Q 1- In the given case study, there are multiple risk factors associated with the patient. most of the underlying risk factors are pertaining to her given chronic conditions such as diabetes, hypertension and so on. The patient is having a hard time managing his clinical conditions. Along with her complications the patient is also having high body weight. This is a major risk factor in its own, giving rise to manifestation of other underlying complications. Patient also had an episode of hyperglycemia, which was very recent. The normal routine of the patient also includes not adhering to the medication routine on daily basis. This is a risk factor as the patient is on medication and the same is liable to manage his condition. The high body weight is also an underlying factor for the development of cardiovascular risk in the patient. Despite having multiple comorbidities, the patient has not had any regular follow-ups with a registered physician. Despite the medical history the patient is also having a personal history of smoking as well as drinking. Both habits also add to the risk factor to the overall health status of the patient. The poor dietary control along with the high blood sugar levels can be life threatening for the patient (Sato, 2017). One of the main risk factors is the patient not having complete education about the repercussions of his present health status.

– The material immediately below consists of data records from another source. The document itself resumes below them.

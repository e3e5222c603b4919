use chrono::{DateTime, Utc};
use serde::{Deserialize, Serialize};
use uuid::Uuid;
use validator::Validate;

use crate::domain::PaymentMethod;
use crate::error::{AppError, Result};

#[derive(Debug, Clone, Serialize, Deserialize)]
pub struct Booking {
    pub id: Uuid,
    pub course_instance_id: Uuid,
    pub reference: String,
    pub customer_name: String,
    pub customer_email: String,
    pub customer_phone: Option<String>,
    pub participants: i32,
    pub status: BookingStatus,
    pub payment_method: PaymentMethod,
    pub gift_card_code: Option<String>,
    pub message: Option<String>,
    pub created_at: DateTime<Utc>,
    pub updated_at: DateTime<Utc>,
}

#[derive(Debug, Clone, Copy, Serialize, Deserialize, PartialEq, Eq)]
pub enum BookingStatus {
    Pending,
    Confirmed,
    Cancelled,
}

impl BookingStatus {
    pub fn as_str(&self) -> &'static str {
        match self {
            BookingStatus::Pending => "Pending",
            BookingStatus::Confirmed => "Confirmed",
            BookingStatus::Cancelled => "Cancelled",
        }
    }

    pub fn parse(s: &str) -> Result<Self> {
        match s {
            "Pending" => Ok(BookingStatus::Pending),
            "Confirmed" => Ok(BookingStatus::Confirmed),
            "Cancelled" => Ok(BookingStatus::Cancelled),
            _ => Err(AppError::Database(format!("Invalid booking status: {}", s))),
        }
    }
}

/// Contact details collected on every checkout form.
#[derive(Debug, Clone, Serialize, Deserialize, Validate)]
pub struct CustomerDetails {
    #[validate(length(min = 2, max = 200, message = "must be 2-200 characters"))]
    pub name: String,
    #[validate(email(message = "is not a valid email address"))]
    pub email: String,
    /// Swish payer alias, digits only after normalisation.
    #[validate(length(max = 20))]
    pub phone: Option<String>,
}

impl CustomerDetails {
    /// Swedish mobile number in Swish alias form (`46701234567`).
    pub fn swish_alias(&self) -> Option<String> {
        self.phone.as_deref().and_then(normalize_swish_alias)
    }
}

pub fn normalize_swish_alias(phone: &str) -> Option<String> {
    let digits: String = phone.chars().filter(|c| c.is_ascii_digit()).collect();
    let alias = if let Some(rest) = digits.strip_prefix("0046") {
        format!("46{}", rest)
    } else if let Some(rest) = digits.strip_prefix('0') {
        format!("46{}", rest)
    } else {
        digits
    };
    if (8..=15).contains(&alias.len()) {
        Some(alias)
    } else {
        None
    }
}

#[cfg(test)]
mod tests {
    use super::*;

    #[test]
    fn test_normalize_swish_alias() {
        assert_eq!(normalize_swish_alias("070-123 45 67").as_deref(), Some("46701234567"));
        assert_eq!(normalize_swish_alias("+46 70 123 45 67").as_deref(), Some("46701234567"));
        assert_eq!(normalize_swish_alias("0046701234567").as_deref(), Some("46701234567"));
        assert_eq!(normalize_swish_alias("123"), None);
    }

    #[test]
    fn test_customer_validation() {
        let ok = CustomerDetails {
            name: "Astrid Lind".to_string(),
            email: "astrid@example.se".to_string(),
            phone: Some("0701234567".to_string()),
        };
        assert!(ok.validate().is_ok());

        let bad = CustomerDetails {
            name: "A".to_string(),
            email: "not-an-email".to_string(),
            phone: None,
        };
        let err = bad.validate().unwrap_err();
        assert!(err.field_errors().contains_key("name"));
        assert!(err.field_errors().contains_key("email"));
    }
}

Q 2- The main intervention needed in the given case scenario is a detailed evaluation and assessment of the patient. The patient is not only having current positive status of chronic illness, but the same runs in his family as well. Both his mother and father have had diabetes. This adds to the underlying risk factors with added gravity. There is also a dire need of noting the blood sugar levels on daily basis. The patient is also in a need of medication reconciliation as he has been managing his diabetes with the same dose of metformin. This is required for managing his blood glucose levels. The increasing weight along with poor dietary habits is another issue that needs to be looked after at. The nurses can help the patient by providing him with a diet plan, in accordance with his interests and liking. This is important to reduce the glucose and fat intake and increase the fibrous intake, in order to promote a healthy diet culture.
Reduction in weight will also be helpful in reducing the underlying cardiovascular risk factors of the patient (Duprez, 2017). The patient also needs smoking cessation as it will also help in reducing the cardiovascular risk factors. The depressive mental state of the patient can be helped with the counselling and group therapy to reduce the social isolation from the patient’s daily routine.
Q 3- The concept of self-care management can be very helpful in managing the condition of the patient. The nurse professional assigned in the care of the patient, can work along with the patient in managing the care in a holistic approach (Dwarswaard, 2016). Patient cooperation is very necessary to get better and improved healthcare outcomes from the patient. The main self-management can be done by teaching the patient to note his blood glucose levels on daily basis. The same can be noted down, which can be cross verified for fluctuations in order to get early intervention and prevention of the same. The use of electronic dispensers can be used for medication provision to the patient. By regularizing the medication intake, the patient’s condition can be managed (Lafata, 2016). Weight management is also important and the patient can be provided with a weighing scale in order to have a feedback on his own progress in terms of weight management. The patient can also be taught about his condition, which can be included of teaching the patient about his conditions and complications associated with the same. This better understanding of his condition will help the patient in managing his condition in a more methodical manner.
Q 4- The main SAMRT goal in the case study will be regularly noting for the blood glucose levels. Measuring the blood glucose levels with due diligence will be helpful in keeping a close vigil on any abnormal readings and helping in early management of the condition. The targets for a particular blood glucose level can be set for the patient to attain. The family of the patient can be helpful, as they can be taught how to manage the same and note the readings on their own (Chrvala, 2016). Family can also be helpful in providing a constant support to the patient, throughout the transition of care and can help the patient in staying focused in managing his condition with measures available in place. Setting the goals and targets for the patient can help him in being in touch with his reality and will thus, be able to handle the care in a more realistic manner, knowing the detailed repercussions of not doing the same (Coppola, 2016). Regular counselling and monitoring will also be helpful in keeping a close vigil on the patient’s progress and will help the physician in knowing any early signs of deterioration. Regular examination will ensure for timely intervention of the patient.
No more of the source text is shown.